Joy Jars were filled with candy and toys for sick children.
Jessica Joy Rees’ parents were exploring other medical treatments in Europe and out of reach of the FDA and they continued to pray and encouraged others to do the same.
Unfortunately, Jessica Joy Rees died after 10 months and 2 days of battle with the cancer.
“We have prayed and prayed and prayed for sweet Jessie to be healed here on earth but God’s plan was to use heaven for healing,” the parents wrote on Facebook when Jessica Joy Rees died on Thursday.
“Jessie earned her wings today and is with Jesus now!!! No pain..complete vision…spreading joy,” the post continued.
Calling on friends and fans to pray for their family, Eric and Stacey Rees told of their continued plans to help advance cancer research after Jessie lost her 10 month and 2 day battle.

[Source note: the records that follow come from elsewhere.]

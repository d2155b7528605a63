use crate::domain::{EntityId, NewTerm, Term};
use crate::error::LoaderError;
use crate::model::{Assay, Project, ProjectFile, User};

pub trait ProjectRepository: Send + Sync {
    fn save_project(&self, project: &Project) -> Result<EntityId, LoaderError>;
    fn find_project_by_accession(&self, accession: &str) -> Result<Option<Project>, LoaderError>;
}

pub trait AssayRepository: Send + Sync {
    fn save_assay(&self, assay: &Assay) -> Result<EntityId, LoaderError>;
    fn find_assay_by_accession(&self, accession: &str) -> Result<Option<Assay>, LoaderError>;
    fn find_assays_by_project_id(&self, project_id: EntityId) -> Result<Vec<Assay>, LoaderError>;
}

pub trait FileRepository: Send + Sync {
    fn save_file(&self, file: &ProjectFile) -> Result<EntityId, LoaderError>;
    fn find_files_by_project_id(
        &self,
        project_id: EntityId,
    ) -> Result<Vec<ProjectFile>, LoaderError>;
}

pub trait TermRepository: Send + Sync {
    fn save_term(&self, term: NewTerm) -> Result<Term, LoaderError>;
    fn find_all_terms(&self) -> Result<Vec<Term>, LoaderError>;
}

pub trait UserRepository: Send + Sync {
    fn find_user_by_email(&self, email: &str) -> Result<Option<User>, LoaderError>;
}

pub trait Archive:
    ProjectRepository + AssayRepository + FileRepository + TermRepository + UserRepository
{
    fn begin(&self) -> Result<(), LoaderError>;
    fn commit(&self) -> Result<(), LoaderError>;
    fn rollback(&self) -> Result<(), LoaderError>;
}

Tens of thousands of people responded by posting updates to the page in a show of support that includes “likes” and prayers.

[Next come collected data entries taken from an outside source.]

use std::time::Duration;

use reqwest::blocking::Client;
use serde_json::Value;
use tracing::{debug, warn};

use crate::config::DEFAULT_PUBMED_BASE_URL;
use crate::error::LoaderError;
use crate::model::Reference;

#[derive(Debug, Clone, Default, PartialEq, Eq)]
pub struct Citation {
    pub pubmed_id: u32,
    pub authors: Vec<String>,
    pub title: Option<String>,
    pub source: Option<String>,
    pub date: Option<String>,
    pub volume: Option<String>,
    pub issue: Option<String>,
    pub pages: Option<String>,
    pub doi: Option<String>,
}

impl Citation {
    pub fn to_citation_string(&self) -> String {
        let mut parts = Vec::new();
        for field in [&self.title, &self.source, &self.date, &self.volume, &self.issue, &self.pages] {
            if let Some(value) = field.as_deref().map(str::trim).filter(|v| !v.is_empty()) {
                parts.push(value);
            }
        }
        let body = parts.join(", ");
        if self.authors.is_empty() {
            body
        } else {
            format!("{}; {body}", self.authors.join(", "))
        }
    }
}

pub trait CitationResolver: Send + Sync {
    fn resolve(&self, pubmed_id: u32) -> Result<Option<Citation>, LoaderError>;
}

#[derive(Debug, Clone)]
pub struct PubmedHttpClient {
    client: Client,
    base_url: String,
}

impl PubmedHttpClient {
    pub fn new() -> Result<Self, LoaderError> {
        Self::with_base_url(DEFAULT_PUBMED_BASE_URL)
    }

    pub fn with_base_url(base_url: &str) -> Result<Self, LoaderError> {
        let client = Client::builder()
            .timeout(Duration::from_secs(30))
            .user_agent(format!("prider-loader/{}", env!("CARGO_PKG_VERSION")))
            .build()
            .map_err(|err| LoaderError::PubmedHttp(err.to_string()))?;
        Ok(Self {
            client,
            base_url: base_url.trim_end_matches('/').to_string(),
        })
    }
}

impl CitationResolver for PubmedHttpClient {
    fn resolve(&self, pubmed_id: u32) -> Result<Option<Citation>, LoaderError> {
        let url = format!(
            "{}/esummary.fcgi?db=pubmed&retmode=json&id={pubmed_id}",
            self.base_url
        );
        let response = self
            .client
            .get(url)
            .send()
            .map_err(|err| LoaderError::PubmedHttp(err.to_string()))?;
        if !response.status().is_success() {
            let status = response.status().as_u16();
            let message = response
                .text()
                .unwrap_or_else(|_| "PubMed request failed".to_string());
            return Err(LoaderError::PubmedStatus { status, message });
        }
        let payload: Value = response
            .json()
            .map_err(|err| LoaderError::PubmedHttp(err.to_string()))?;
        Ok(parse_esummary(pubmed_id, &payload))
    }
}

pub fn parse_esummary(pubmed_id: u32, payload: &Value) -> Option<Citation> {
    let record = payload.get("result")?.get(pubmed_id.to_string())?;
    if record.get("error").is_some() {
        return None;
    }
    let text = |key: &str| {
        record
            .get(key)
            .and_then(Value::as_str)
            .map(str::trim)
            .filter(|value| !value.is_empty())
            .map(str::to_string)
    };
    let authors = record
        .get("authors")
        .and_then(Value::as_array)
        .map(|authors| {
            authors
                .iter()
                .filter_map(|author| author.get("name").and_then(Value::as_str))
                .map(str::to_string)
                .collect()
        })
        .unwrap_or_default();
    let doi = record
        .get("articleids")
        .and_then(Value::as_array)
        .and_then(|ids| {
            ids.iter().find(|id| {
                id.get("idtype").and_then(Value::as_str) == Some("doi")
            })
        })
        .and_then(|id| id.get("value").and_then(Value::as_str))
        .map(str::to_string);

    Some(Citation {
        pubmed_id,
        authors,
        title: text("title"),
        source: text("source"),
        date: text("pubdate"),
        volume: text("volume"),
        issue: text("issue"),
        pages: text("pages"),
        doi,
    })
}

pub fn enrich_references(resolver: &dyn CitationResolver, references: &mut [Reference]) {
    for reference in references.iter_mut() {
        match resolver.resolve(reference.pubmed_id) {
            Ok(Some(citation)) => {
                debug!(pubmed_id = reference.pubmed_id, "citation resolved");
                reference.citation = Some(citation.to_citation_string());
                if reference.doi.is_none() {
                    reference.doi = citation.doi;
                }
            }
            Ok(None) => warn!(pubmed_id = reference.pubmed_id, "no PubMed record found"),
            Err(err) => warn!(pubmed_id = reference.pubmed_id, error = %err, "citation lookup failed"),
        }
    }
}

By Friday afternoon the outpouring surpassed Jessica’s goal to get one “like” for each of the estimated 50,000 American children with cancer.

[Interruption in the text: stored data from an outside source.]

use std::fs;
use std::io::Write;
use std::sync::{Condvar, Mutex, MutexGuard};
use std::thread::{self, ThreadId};

use camino::{Utf8Path, Utf8PathBuf};
use serde::{Deserialize, Serialize};
use tempfile::Builder;
use tracing::debug;

use crate::domain::{EntityId, NewTerm, Term};
use crate::error::LoaderError;
use crate::model::{Assay, Project, ProjectFile, User};
use crate::repository::{
    Archive, AssayRepository, FileRepository, ProjectRepository, TermRepository, UserRepository,
};

pub const CATALOG_FILE: &str = "catalog.json";

#[derive(Debug, Clone, Default, Serialize, Deserialize)]
struct Catalog {
    #[serde(default)]
    next_id: u64,
    #[serde(default)]
    users: Vec<User>,
    #[serde(default)]
    terms: Vec<Term>,
    #[serde(default)]
    projects: Vec<Project>,
    #[serde(default)]
    assays: Vec<Assay>,
    #[serde(default)]
    files: Vec<ProjectFile>,
}

impl Catalog {
    fn allocate(&mut self) -> EntityId {
        self.next_id += 1;
        EntityId::new(self.next_id)
    }

    fn has_project(&self, id: EntityId) -> bool {
        self.projects.iter().any(|project| project.id == Some(id))
    }

    fn has_assay(&self, id: EntityId) -> bool {
        self.assays.iter().any(|assay| assay.id == Some(id))
    }
}

#[derive(Debug, Default)]
struct StoreState {
    committed: Catalog,
    staged: Option<Catalog>,
    owner: Option<ThreadId>,
}

impl StoreState {
    fn owned_by_current(&self) -> bool {
        self.staged.is_some() && self.owner == Some(thread::current().id())
    }
}

// A transaction belongs to the thread that began it. Other threads read the
// committed catalog and their writes wait until it ends.
#[derive(Debug)]
pub struct ArchiveStore {
    root: Option<Utf8PathBuf>,
    state: Mutex<StoreState>,
    idle: Condvar,
}

impl ArchiveStore {
    pub fn in_memory() -> Self {
        Self {
            root: None,
            state: Mutex::new(StoreState::default()),
            idle: Condvar::new(),
        }
    }

    pub fn open(root: Utf8PathBuf) -> Result<Self, LoaderError> {
        fs::create_dir_all(root.as_std_path())
            .map_err(|err| LoaderError::Filesystem(err.to_string()))?;
        let path = root.join(CATALOG_FILE);
        let committed = if path.as_std_path().exists() {
            let content = fs::read_to_string(path.as_std_path())
                .map_err(|err| LoaderError::Filesystem(err.to_string()))?;
            serde_json::from_str(&content)
                .map_err(|err| LoaderError::Persistence(format!("corrupt catalog {path}: {err}")))?
        } else {
            Catalog::default()
        };
        debug!(root = %root, "opened archive catalog");
        Ok(Self {
            root: Some(root),
            state: Mutex::new(StoreState {
                committed,
                staged: None,
                owner: None,
            }),
            idle: Condvar::new(),
        })
    }

    pub fn root(&self) -> Option<&Utf8Path> {
        self.root.as_deref()
    }

    pub fn in_transaction(&self) -> bool {
        self.lock().map(|state| state.owned_by_current()).unwrap_or(false)
    }

    pub fn register_user(
        &self,
        email: &str,
        first_name: &str,
        last_name: &str,
    ) -> Result<User, LoaderError> {
        let email = email.trim();
        if email.is_empty() {
            return Err(LoaderError::Validation("user email cannot be blank".to_string()));
        }
        self.write(|catalog| {
            if catalog
                .users
                .iter()
                .any(|user| user.email.eq_ignore_ascii_case(email))
            {
                return Err(LoaderError::Persistence(format!(
                    "user email already registered: {email}"
                )));
            }
            let user = User {
                id: catalog.allocate(),
                email: email.to_string(),
                first_name: first_name.trim().to_string(),
                last_name: last_name.trim().to_string(),
            };
            catalog.users.push(user.clone());
            Ok(user)
        })
    }

    pub fn projects(&self) -> Result<Vec<Project>, LoaderError> {
        self.read(|catalog| catalog.projects.clone())
    }

    fn lock(&self) -> Result<MutexGuard<'_, StoreState>, LoaderError> {
        self.state
            .lock()
            .map_err(|_| LoaderError::Persistence("archive lock poisoned".to_string()))
    }

    fn lock_idle(&self) -> Result<MutexGuard<'_, StoreState>, LoaderError> {
        let state = self.lock()?;
        self.idle
            .wait_while(state, |state| state.staged.is_some() && !state.owned_by_current())
            .map_err(|_| LoaderError::Persistence("archive lock poisoned".to_string()))
    }

    fn read<T>(&self, f: impl FnOnce(&Catalog) -> T) -> Result<T, LoaderError> {
        let state = self.lock()?;
        let view = match &state.staged {
            Some(staged) if state.owned_by_current() => staged,
            _ => &state.committed,
        };
        Ok(f(view))
    }

    fn write<T>(
        &self,
        f: impl FnOnce(&mut Catalog) -> Result<T, LoaderError>,
    ) -> Result<T, LoaderError> {
        let mut state = self.lock_idle()?;
        if let Some(staged) = state.staged.as_mut() {
            return f(staged);
        }
        let mut next = state.committed.clone();
        let value = f(&mut next)?;
        self.flush(&next)?;
        state.committed = next;
        Ok(value)
    }

    fn flush(&self, catalog: &Catalog) -> Result<(), LoaderError> {
        let Some(root) = &self.root else {
            return Ok(());
        };
        let content = serde_json::to_vec_pretty(catalog)
            .map_err(|err| LoaderError::Persistence(err.to_string()))?;
        let mut temp = Builder::new()
            .prefix("prider-catalog")
            .tempfile_in(root.as_std_path())
            .map_err(|err| LoaderError::Filesystem(err.to_string()))?;
        temp.write_all(&content)
            .map_err(|err| LoaderError::Filesystem(err.to_string()))?;
        temp.persist(root.join(CATALOG_FILE).as_std_path())
            .map_err(|err| LoaderError::Filesystem(err.to_string()))?;
        Ok(())
    }
}

impl ProjectRepository for ArchiveStore {
    fn save_project(&self, project: &Project) -> Result<EntityId, LoaderError> {
        self.write(|catalog| {
            if catalog
                .projects
                .iter()
                .any(|existing| existing.accession == project.accession)
            {
                return Err(LoaderError::Persistence(format!(
                    "unique constraint: project accession {}",
                    project.accession
                )));
            }
            if !catalog.users.iter().any(|user| user.id == project.submitter_id) {
                return Err(LoaderError::Persistence(format!(
                    "foreign key: submitter {} does not exist",
                    project.submitter_id
                )));
            }
            let id = catalog.allocate();
            let mut stored = project.clone();
            stored.id = Some(id);
            catalog.projects.push(stored);
            Ok(id)
        })
    }

    fn find_project_by_accession(&self, accession: &str) -> Result<Option<Project>, LoaderError> {
        self.read(|catalog| {
            catalog
                .projects
                .iter()
                .find(|project| project.accession == accession)
                .cloned()
        })
    }
}

impl AssayRepository for ArchiveStore {
    fn save_assay(&self, assay: &Assay) -> Result<EntityId, LoaderError> {
        self.write(|catalog| {
            if catalog
                .assays
                .iter()
                .any(|existing| existing.accession == assay.accession)
            {
                return Err(LoaderError::Persistence(format!(
                    "unique constraint: assay accession {}",
                    assay.accession
                )));
            }
            match assay.project_id {
                Some(project_id) if catalog.has_project(project_id) => {}
                other => {
                    return Err(LoaderError::Persistence(format!(
                        "foreign key: assay {} references missing project {other:?}",
                        assay.accession
                    )));
                }
            }
            let id = catalog.allocate();
            let mut stored = assay.clone();
            stored.id = Some(id);
            catalog.assays.push(stored);
            Ok(id)
        })
    }

    fn find_assay_by_accession(&self, accession: &str) -> Result<Option<Assay>, LoaderError> {
        self.read(|catalog| {
            catalog
                .assays
                .iter()
                .find(|assay| assay.accession == accession)
                .cloned()
        })
    }

    fn find_assays_by_project_id(&self, project_id: EntityId) -> Result<Vec<Assay>, LoaderError> {
        self.read(|catalog| {
            catalog
                .assays
                .iter()
                .filter(|assay| assay.project_id == Some(project_id))
                .cloned()
                .collect()
        })
    }
}

impl FileRepository for ArchiveStore {
    fn save_file(&self, file: &ProjectFile) -> Result<EntityId, LoaderError> {
        self.write(|catalog| {
            match file.project_id {
                Some(project_id) if catalog.has_project(project_id) => {}
                other => {
                    return Err(LoaderError::Persistence(format!(
                        "foreign key: file {} references missing project {other:?}",
                        file.file_name
                    )));
                }
            }
            if let Some(assay_id) = file.assay_id
                && !catalog.has_assay(assay_id)
            {
                return Err(LoaderError::Persistence(format!(
                    "foreign key: file {} references missing assay {assay_id}",
                    file.file_name
                )));
            }
            let id = catalog.allocate();
            let mut stored = file.clone();
            stored.id = Some(id);
            catalog.files.push(stored);
            Ok(id)
        })
    }

    fn find_files_by_project_id(
        &self,
        project_id: EntityId,
    ) -> Result<Vec<ProjectFile>, LoaderError> {
        self.read(|catalog| {
            catalog
                .files
                .iter()
                .filter(|file| file.project_id == Some(project_id))
                .cloned()
                .collect()
        })
    }
}

impl TermRepository for ArchiveStore {
    fn save_term(&self, term: NewTerm) -> Result<Term, LoaderError> {
        self.write(|catalog| {
            if catalog
                .terms
                .iter()
                .any(|existing| existing.accession == term.accession)
            {
                return Err(LoaderError::Persistence(format!(
                    "unique constraint: term accession {}",
                    term.accession
                )));
            }
            let stored = Term {
                id: catalog.allocate(),
                cv_label: term.cv_label,
                accession: term.accession,
                name: term.name,
            };
            catalog.terms.push(stored.clone());
            Ok(stored)
        })
    }

    fn find_all_terms(&self) -> Result<Vec<Term>, LoaderError> {
        self.read(|catalog| catalog.terms.clone())
    }
}

impl UserRepository for ArchiveStore {
    fn find_user_by_email(&self, email: &str) -> Result<Option<User>, LoaderError> {
        let email = email.trim();
        self.read(|catalog| {
            catalog
                .users
                .iter()
                .find(|user| user.email.eq_ignore_ascii_case(email))
                .cloned()
        })
    }
}

impl Archive for ArchiveStore {
    fn begin(&self) -> Result<(), LoaderError> {
        let mut state = self.lock_idle()?;
        if state.staged.is_some() {
            return Err(LoaderError::Persistence(
                "a transaction is already open".to_string(),
            ));
        }
        state.staged = Some(state.committed.clone());
        state.owner = Some(thread::current().id());
        Ok(())
    }

    fn commit(&self) -> Result<(), LoaderError> {
        let mut state = self.lock()?;
        if !state.owned_by_current() {
            return Err(LoaderError::Persistence("no open transaction".to_string()));
        }
        let Some(staged) = state.staged.take() else {
            return Err(LoaderError::Persistence("no open transaction".to_string()));
        };
        state.owner = None;
        let flushed = self.flush(&staged);
        if flushed.is_ok() {
            state.committed = staged;
        }
        self.idle.notify_all();
        flushed
    }

    fn rollback(&self) -> Result<(), LoaderError> {
        let mut state = self.lock()?;
        if state.owned_by_current() {
            state.staged = None;
            state.owner = None;
            self.idle.notify_all();
        }
        Ok(())
    }
}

“Thank you all for honoring Jessie by helping her reach her 50,000 goal today. We will NEVER EVER GIVE UP spreading hope, joy and love to kids fighting cancer. Jessie’s dream is now our destination!” Jessica Joy Rees’ parents wrote on her Facebook page shortly after she died.
Jessica Joy Rees, the Orange County seventh-grader, called “Jessie” by family and friends, began her blog and Facebook page after being diagnosed with an inoperable brain tumor in March.
A second tumor was discovered in September.
While some of Jessica Rees’ posts discussed her struggles as she underwent radiation and chemotherapy treatments, others urged readers in dozens of countries to support pediatric cancer research and to pray for other children with the illness.
Jessica Rees always signed her posts with the acronym “NEGU” [NEE’-goo], short for “never ever give up.”
Also, Jessie Rees and her parents started The NEGU Foundation, a nonprofit organization to raise awareness of pediatric cancer, support sufferers and raise money for research.
The foundation sold and provided thousands of “JoyJars” stuffed with candy and toys to sick children.
More than 3,000 were sold and distributed in 27 states last year, according to the NEGU website.
Co-host Ryan Seacrest also allowed her to announce country singer, and eventual winner, Scott McCreery.
Jessica Rees wrote on Facebook that her mission was “to encourage kids fighting cancer to Never Ever Give Up by spreading hope, joy and love. A cheerful heart is great medicine.”
After a particularly hard day in November, Jessica Rees took to her website, jessicajoyrees.com to admonish her pain and focus on her love for all that she did still have in her life.
“I love spreading joy to kids with our JoyJars. I love reading all of the posts on Facebook. I love having so many people praying for me. I love that people are supporting NEGU and allowing us to help kids. I love my family and all of my new friends,” Jessica Rees wrote.
A celebration service was scheduled for Wednesday at the Saddleback Church in Lake Forest, where her father, Erik Rees, is a pastor.